« Je voyage en classe »

Nathalie Cardin enseigne le français auprès de l’association Éduc à Tout. Au sein du Randell Hall, elle forme chaque semaine des migrants souhaitant s’intégrer dans la société.

Alors que les cours de francisation du ministère de l’Immigration affichent complet, Nathalie Cardin poursuit son chemin à Chambly. Loin des listes d’attente, l’enseignante aide des étudiants, de Chambly et des alentours, au rythme de 16 heures par semaine avec l’association Éduc à Tout depuis 20 ans! « Je suis uniquement mon programme. Je n’ai rien à voir avec le ministère de l’Immigration. Mon cours est un mélange d’alphabétisation et de francisation. Durant cette année scolaire, j’ai aidé 35 personnes. C’est un record! Lorsque j’ai commencé, nous avions un public de 10-12 personnes. »

Entre l’association et le ministère de l’Immigration, pas question de concurrence. « Les étudiants préfèrent suivre les cours avec le ministère de l’Immigration, car ils reçoivent une subvention, poursuit l’enseignante. D’ailleurs, c’est un défi pour moi, car il existe beaucoup de va-et-vient dans mon cours. Je vois constamment des étudiants quitter mon cours, car une place s’est libérée dans une classe subventionnée. Parfois, ils reviennent pour se perfectionner encore. De leur côté, les professeurs des cours du ministère de l’Immigration sont plutôt contents d’avoir des élèves qui ont déjà suivi des cours. »

Des milieux divers

Les cours de francisation sont gratuits à Éduc à Tout et Nathalie Cardin voit un public assez diversifié débarquer 16 heures par semaine dans sa salle du Randell Hall de l’avenue Bourgogne. « La majorité de mes élèves est composée d’adultes cherchant du travail le plus vite possible, analyse-t-elle. J’estime que ma mission est accomplie lorsqu’ils sont capables de s’exprimer assez bien pour comprendre et être compris. L’écriture est aussi un autre défi. Mais le succès dépend aussi beaucoup de l’effort que l’étudiant est prêt à investir. »

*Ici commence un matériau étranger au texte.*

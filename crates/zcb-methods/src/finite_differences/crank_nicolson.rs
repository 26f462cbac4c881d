//! Crank-Nicolson (θ = ½) in pseudo-time.

use crate::finite_differences::{shifted, spatial_operator, SpatialOperator};
use crate::grid::Grid;
use crate::stepping::{boundary_values, interior, Scheme, TimeStepper};
use zcb_core::{Price, Result, Size};
use zcb_math::TridiagonalOperator;
use zcb_models::{DiscountBondPricer, Vasicek};

/// Crank-Nicolson scheme:
/// `(1 − ½dτ L) Q^{n+1} = (1 + ½dτ L) Q^n` on the interior nodes.
///
/// Both sides are built once; the boundary couplings bring in the old
/// boundary values on the explicit side and the new ones on the implicit
/// side.
pub struct CrankNicolsonScheme<'a, P: ?Sized> {
    grid: &'a Grid,
    operator: SpatialOperator,
    implicit_side: TridiagonalOperator,
    explicit_side: TridiagonalOperator,
    pricer: &'a P,
}

impl<'a, P> CrankNicolsonScheme<'a, P>
where
    P: DiscountBondPricer + ?Sized,
{
    /// Create the scheme.
    pub fn new(grid: &'a Grid, model: Vasicek, pricer: &'a P) -> Self {
        let operator = spatial_operator(grid, &model);
        let half = 0.5 * grid.dtau();
        Self {
            grid,
            implicit_side: shifted(&operator.bands, -half),
            explicit_side: shifted(&operator.bands, half),
            operator,
            pricer,
        }
    }
}

impl<P> TimeStepper for CrankNicolsonScheme<'_, P>
where
    P: DiscountBondPricer + ?Sized,
{
    fn name(&self) -> &'static str {
        Scheme::CrankNicolson.name()
    }

    fn grid(&self) -> &Grid {
        self.grid
    }

    fn step(&self, n: Size, previous: &[Price]) -> Result<Vec<Price>> {
        let (left, right) = boundary_values(self.pricer, self.grid, n + 1);
        let mut next = Vec::with_capacity(previous.len());
        next.push(left);

        if self.operator.size() > 0 {
            let (old_left, old_right) = (previous[0], previous[previous.len() - 1]);
            let half = 0.5 * self.grid.dtau();
            let mut rhs = self.explicit_side.apply(interior(previous))?;
            self.operator.boundary_terms(&mut rhs, half, old_left + left, old_right + right);
            next.extend(self.implicit_side.solve(&rhs)?);
        }

        next.push(right);
        Ok(next)
    }
}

La Montérégie attire des migrants d’année en année et plusieurs pays et régions du monde sont désormais représentés. « J’ai reçu des femmes du Maroc et d’Afghanistan, confie Nathalie Cardin. Elles ne parlent pas français et sont analphabètes. Il faut donc utiliser des techniques différentes pour parvenir à communiquer, comme le langage du corps. On ne se rend pas compte, mais plusieurs signes appartiennent au langage universel, comme le pouce levé. Une fois, j’ai pris un squelette d’Halloween pour parler du corps humain! Il faut faire preuve de beaucoup de psychologie, car lors d’une migration, ce n’est pas le volet de la nouvelle langue qui est forcément le plus difficile. C’est un déménagement dans un nouveau pays. »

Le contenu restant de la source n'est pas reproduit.